203803_sIt’s all a perfect dream when the idea comes up. The thought of being rich, a high flying life, minions looking after your business… It’s going to be great!

And it is, for a while. You’ve gone into business with a friend, a colleague or a family member. You lay it all out on the line as to who will do what, how much cash you’ll keep as a safety net for the business and how big you’ll allow yourselves to grow. You’ll have trusted employees, you’ll pay them well and they’ll be loyal to you. One of you will be in charge of customers, another keeping the books, and perhaps a third in charge of operations. You’ll start in your hometown and eventually grow to other locations. It’s a wonderful world.

A few years go by and maybe the economy starts to stall or heaven forbid, one of the partners dies or leaves or perhaps one of you gets a divorce and now the business is at stake. The picture changes and you are left dealing with the unexpected. What seems like running smoothly is now on rocky ground. How do you deal with it?

Often times the disruption begins to affect that segment of the business that the troubled partner is covering and soon causes disgruntlement by the other partner(s).

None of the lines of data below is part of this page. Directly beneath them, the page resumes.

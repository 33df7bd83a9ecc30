// =============================================================================
// TEST SUPPORT
// =============================================================================
// A one-route HTTPS server with a freshly generated self-signed certificate,
// used to check which outbound clients accept an untrusted certificate.
// =============================================================================

use std::sync::Arc;

use rcgen::{generate_simple_self_signed, CertifiedKey};
use rustls::pki_types::{PrivateKeyDer, PrivatePkcs8KeyDer};
use rustls::ServerConfig;
use tokio::io::{AsyncReadExt, AsyncWriteExt};
use tokio::net::TcpListener;
use tokio_rustls::TlsAcceptor;

/// Start the server and return its base URL (`https://127.0.0.1:<port>`).
///
/// Every request, whatever its method or path, gets a 200 with `body`.
/// The server runs until the test runtime shuts down.
pub async fn self_signed_https_server(body: &'static str) -> String {
    let CertifiedKey { cert, key_pair } =
        generate_simple_self_signed(vec!["localhost".to_string(), "127.0.0.1".to_string()])
            .unwrap();
    let key = PrivateKeyDer::Pkcs8(PrivatePkcs8KeyDer::from(key_pair.serialize_der()));

    // Explicit provider: the process-wide default is ambiguous when more than
    // one rustls backend is compiled in
    let config = ServerConfig::builder_with_provider(Arc::new(
        rustls::crypto::ring::default_provider(),
    ))
    .with_safe_default_protocol_versions()
    .unwrap()
    .with_no_client_auth()
    .with_single_cert(vec![cert.der().clone()], key)
    .unwrap();
    let acceptor = TlsAcceptor::from(Arc::new(config));

    let listener = TcpListener::bind("127.0.0.1:0").await.unwrap();
    let addr = listener.local_addr().unwrap();

    tokio::spawn(async move {
        loop {
            let Ok((stream, _)) = listener.accept().await else {
                return;
            };
            let acceptor = acceptor.clone();
            tokio::spawn(async move {
                // A client that rejects the certificate aborts the handshake
                let Ok(mut tls) = acceptor.accept(stream).await else {
                    return;
                };
                if read_request(&mut tls).await.is_none() {
                    return;
                }
                let response = format!(
                    "HTTP/1.1 200 OK\r\ncontent-type: text/plain\r\ncontent-length: {}\r\nconnection: close\r\n\r\n{}",
                    body.len(),
                    body
                );
                let _ = tls.write_all(response.as_bytes()).await;
                let _ = tls.shutdown().await;
            });
        }
    });

    format!("https://{addr}")
}

/// Read one request: headers, then `content-length` bytes of body.
async fn read_request<S: AsyncReadExt + Unpin>(stream: &mut S) -> Option<Vec<u8>> {
    let mut buf = Vec::new();
    let mut chunk = [0u8; 4096];

    let header_end = loop {
        let n = stream.read(&mut chunk).await.ok()?;
        if n == 0 {
            return None;
        }
        buf.extend_from_slice(&chunk[..n]);
        if let Some(pos) = buf.windows(4).position(|w| w == b"\r\n\r\n") {
            break pos + 4;
        }
    };

    let headers = String::from_utf8_lossy(&buf[..header_end]).to_ascii_lowercase();
    let content_length = headers
        .lines()
        .find_map(|line| line.strip_prefix("content-length:"))
        .and_then(|value| value.trim().parse::<usize>().ok())
        .unwrap_or(0);

    while buf.len() < header_end + content_length {
        let n = stream.read(&mut chunk).await.ok()?;
        if n == 0 {
            return None;
        }
        buf.extend_from_slice(&chunk[..n]);
    }

    Some(buf)
}
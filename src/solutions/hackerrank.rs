use std::collections::HashMap;

use serde_json::{json, Value};

use crate::harness::{run_tests, TestCase, TestReport};

use super::arg;

/// HackerRank Sparse Arrays: how many times each query occurs in `strings`.
pub fn matching_strings<S: AsRef<str>>(strings: &[S], queries: &[S]) -> Vec<usize> {
    let mut count: HashMap<&str, usize> = HashMap::new();
    for s in strings {
        *count.entry(s.as_ref()).or_insert(0) += 1;
    }
    queries
        .iter()
        .map(|q| count.get(q.as_ref()).copied().unwrap_or(0))
        .collect()
}

pub fn matching_strings_json(args: &[Value]) -> Value {
    let strings: Vec<String> = arg(args, 0).unwrap_or_default();
    let queries: Vec<String> = arg(args, 1).unwrap_or_default();
    json!(matching_strings(&strings, &queries))
}

pub fn cases() -> Vec<TestCase> {
    vec![TestCase::new(
        json!([["aba", "baba", "aba", "xzxb"], ["aba", "xzxb", "ab"]]),
        json!([2, 1, 0]),
    )]
}

pub fn self_test() -> TestReport {
    run_tests("HackerRank Sparse Arrays", &cases(), matching_strings_json)
}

It whittles down to the employees and the talk starts. Some people can deal with it head on, others avoid talking about it or even acknowledging it is happening. Left unaddressed, it can destroy what was once an efficiently and profitably run business.

Here are some suggestions:

  1. Talk it out. Be kind to each other and be prepared to be sensitive about the matter. Oftentimes, the partner is dealing with something very personal and that is what has changed his or her behavior.
  2. Look each other in the eye when discussing. You want this talk to be very personal and truthful. If you can’t look him in the eye, you will not be trusted.
  3. Keep the conversation confidential between the two of you.
  4. Be honest. Don’t slant, exaggerate or enhance any part of the conversation. The tendency to comfort sometimes leads to overstatements.
  5. Empathize. Your partner may be dealing with something challenging that he is losing sleep over.
  6. Once, the conversation is on the table, make a plan to work around it.

If you’re dealing with tough times and you can’t agree on how to handle it, bring in a third party (an accountant, lawyer, consultant) to objectively look at your situation and evaluate what you should do. The last thing you want to do is spend money, but it’ll save you much more in the long run and can save your company.